» Collected data entries:
....

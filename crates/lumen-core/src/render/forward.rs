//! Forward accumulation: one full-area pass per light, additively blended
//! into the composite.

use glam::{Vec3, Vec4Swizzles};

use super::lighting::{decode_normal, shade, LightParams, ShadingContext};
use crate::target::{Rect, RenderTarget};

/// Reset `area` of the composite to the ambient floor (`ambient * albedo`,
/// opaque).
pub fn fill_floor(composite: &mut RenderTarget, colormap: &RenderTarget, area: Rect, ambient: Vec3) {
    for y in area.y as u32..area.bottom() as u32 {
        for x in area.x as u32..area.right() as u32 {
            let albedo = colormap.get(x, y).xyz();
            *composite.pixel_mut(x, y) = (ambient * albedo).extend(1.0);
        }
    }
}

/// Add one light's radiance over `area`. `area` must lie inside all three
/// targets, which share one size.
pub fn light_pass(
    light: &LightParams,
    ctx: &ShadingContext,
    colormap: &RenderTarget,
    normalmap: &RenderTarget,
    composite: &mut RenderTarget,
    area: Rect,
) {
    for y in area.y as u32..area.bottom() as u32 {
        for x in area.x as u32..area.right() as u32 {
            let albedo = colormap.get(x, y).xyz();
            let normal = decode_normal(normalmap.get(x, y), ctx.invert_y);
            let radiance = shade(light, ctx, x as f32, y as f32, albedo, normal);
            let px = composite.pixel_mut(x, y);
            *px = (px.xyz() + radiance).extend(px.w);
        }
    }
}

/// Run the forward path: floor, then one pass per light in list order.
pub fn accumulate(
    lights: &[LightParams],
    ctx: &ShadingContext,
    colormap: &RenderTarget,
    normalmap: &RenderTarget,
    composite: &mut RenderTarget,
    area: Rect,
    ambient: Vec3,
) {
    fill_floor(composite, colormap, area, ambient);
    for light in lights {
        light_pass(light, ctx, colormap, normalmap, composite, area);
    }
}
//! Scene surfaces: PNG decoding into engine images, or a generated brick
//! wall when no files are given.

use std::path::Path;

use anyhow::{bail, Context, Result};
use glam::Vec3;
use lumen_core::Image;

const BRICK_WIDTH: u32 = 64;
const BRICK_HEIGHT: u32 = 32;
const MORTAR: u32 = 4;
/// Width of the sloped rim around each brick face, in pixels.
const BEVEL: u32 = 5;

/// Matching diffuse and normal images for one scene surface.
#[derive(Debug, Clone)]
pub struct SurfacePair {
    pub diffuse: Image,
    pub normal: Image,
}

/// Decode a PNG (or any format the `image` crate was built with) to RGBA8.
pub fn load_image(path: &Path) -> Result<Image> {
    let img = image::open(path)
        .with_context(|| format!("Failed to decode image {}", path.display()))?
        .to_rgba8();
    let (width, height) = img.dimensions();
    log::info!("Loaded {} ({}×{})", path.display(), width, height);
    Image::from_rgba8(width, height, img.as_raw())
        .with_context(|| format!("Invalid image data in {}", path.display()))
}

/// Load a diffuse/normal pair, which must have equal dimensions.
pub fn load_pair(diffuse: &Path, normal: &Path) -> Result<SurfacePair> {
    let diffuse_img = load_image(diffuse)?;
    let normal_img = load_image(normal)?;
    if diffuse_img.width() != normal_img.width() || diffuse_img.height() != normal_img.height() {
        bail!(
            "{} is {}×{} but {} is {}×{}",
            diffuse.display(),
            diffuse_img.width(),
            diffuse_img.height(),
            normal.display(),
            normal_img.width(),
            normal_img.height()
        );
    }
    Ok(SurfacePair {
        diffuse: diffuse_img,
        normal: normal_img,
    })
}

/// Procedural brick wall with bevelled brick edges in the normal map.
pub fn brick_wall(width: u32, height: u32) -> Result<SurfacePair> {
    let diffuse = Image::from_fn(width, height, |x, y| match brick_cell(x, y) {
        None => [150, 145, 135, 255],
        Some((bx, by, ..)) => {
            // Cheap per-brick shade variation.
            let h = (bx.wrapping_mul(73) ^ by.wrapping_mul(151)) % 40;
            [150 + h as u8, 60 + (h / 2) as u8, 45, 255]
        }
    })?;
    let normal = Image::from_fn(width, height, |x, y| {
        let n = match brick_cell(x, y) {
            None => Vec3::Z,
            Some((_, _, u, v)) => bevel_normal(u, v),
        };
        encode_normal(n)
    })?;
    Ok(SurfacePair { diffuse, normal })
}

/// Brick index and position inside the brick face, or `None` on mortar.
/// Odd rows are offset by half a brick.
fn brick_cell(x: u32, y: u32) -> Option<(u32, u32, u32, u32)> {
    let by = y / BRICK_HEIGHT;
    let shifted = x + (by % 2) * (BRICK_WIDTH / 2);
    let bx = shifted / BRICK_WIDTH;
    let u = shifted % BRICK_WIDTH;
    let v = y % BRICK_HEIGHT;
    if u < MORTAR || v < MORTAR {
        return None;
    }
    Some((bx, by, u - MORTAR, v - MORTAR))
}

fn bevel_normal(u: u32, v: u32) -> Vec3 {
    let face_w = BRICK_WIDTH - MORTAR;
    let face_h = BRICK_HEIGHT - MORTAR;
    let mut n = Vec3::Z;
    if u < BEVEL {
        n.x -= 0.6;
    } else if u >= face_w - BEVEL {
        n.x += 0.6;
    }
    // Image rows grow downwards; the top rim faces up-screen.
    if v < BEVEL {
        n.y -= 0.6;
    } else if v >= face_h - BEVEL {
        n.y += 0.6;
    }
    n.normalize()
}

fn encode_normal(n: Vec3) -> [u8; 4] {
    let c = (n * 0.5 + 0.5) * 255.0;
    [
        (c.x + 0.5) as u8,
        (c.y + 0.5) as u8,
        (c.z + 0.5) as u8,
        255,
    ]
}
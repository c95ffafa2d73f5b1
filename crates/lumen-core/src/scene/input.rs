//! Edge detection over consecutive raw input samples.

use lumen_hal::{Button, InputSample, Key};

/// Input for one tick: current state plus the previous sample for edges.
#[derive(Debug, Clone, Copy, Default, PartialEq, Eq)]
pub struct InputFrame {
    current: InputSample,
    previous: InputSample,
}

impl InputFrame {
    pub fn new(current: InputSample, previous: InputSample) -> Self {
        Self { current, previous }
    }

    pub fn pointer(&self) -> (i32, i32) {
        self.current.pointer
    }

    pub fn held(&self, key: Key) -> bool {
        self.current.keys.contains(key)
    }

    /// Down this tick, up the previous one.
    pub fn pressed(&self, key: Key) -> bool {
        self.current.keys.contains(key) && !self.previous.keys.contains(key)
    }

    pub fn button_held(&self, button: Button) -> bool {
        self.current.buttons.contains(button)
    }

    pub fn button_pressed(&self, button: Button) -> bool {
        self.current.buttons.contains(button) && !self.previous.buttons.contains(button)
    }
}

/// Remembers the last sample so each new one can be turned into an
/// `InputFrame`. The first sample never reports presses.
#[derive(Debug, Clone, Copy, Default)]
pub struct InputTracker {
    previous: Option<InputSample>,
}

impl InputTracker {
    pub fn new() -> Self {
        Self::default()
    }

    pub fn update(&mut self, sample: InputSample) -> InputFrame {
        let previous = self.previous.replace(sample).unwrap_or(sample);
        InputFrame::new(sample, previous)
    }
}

....

» THE PROBLEM:
Look above for the line holding "one scene surface." and the line holding "per-brick shade variation.". Retype both, and every line between them, word for word and nothing else.

» EXPECTED OUTPUT:
/// Matching diffuse and normal images for one scene surface.
#[derive(Debug, Clone)]
pub struct SurfacePair {
    pub diffuse: Image,
    pub normal: Image,
}

/// Decode a PNG (or any format the `image` crate was built with) to RGBA8.
pub fn load_image(path: &Path) -> Result<Image> {
    let img = image::open(path)
        .with_context(|| format!("Failed to decode image {}", path.display()))?
        .to_rgba8();
    let (width, height) = img.dimensions();
    log::info!("Loaded {} ({}×{})", path.display(), width, height);
    Image::from_rgba8(width, height, img.as_raw())
        .with_context(|| format!("Invalid image data in {}", path.display()))
}

/// Load a diffuse/normal pair, which must have equal dimensions.
pub fn load_pair(diffuse: &Path, normal: &Path) -> Result<SurfacePair> {
    let diffuse_img = load_image(diffuse)?;
    let normal_img = load_image(normal)?;
    if diffuse_img.width() != normal_img.width() || diffuse_img.height() != normal_img.height() {
        bail!(
            "{} is {}×{} but {} is {}×{}",
            diffuse.display(),
            diffuse_img.width(),
            diffuse_img.height(),
            normal.display(),
            normal_img.width(),
            normal_img.height()
        );
    }
    Ok(SurfacePair {
        diffuse: diffuse_img,
        normal: normal_img,
    })
}

/// Procedural brick wall with bevelled brick edges in the normal map.
pub fn brick_wall(width: u32, height: u32) -> Result<SurfacePair> {
    let diffuse = Image::from_fn(width, height, |x, y| match brick_cell(x, y) {
        None => [150, 145, 135, 255],
        Some((bx, by, ..)) => {
            // Cheap per-brick shade variation.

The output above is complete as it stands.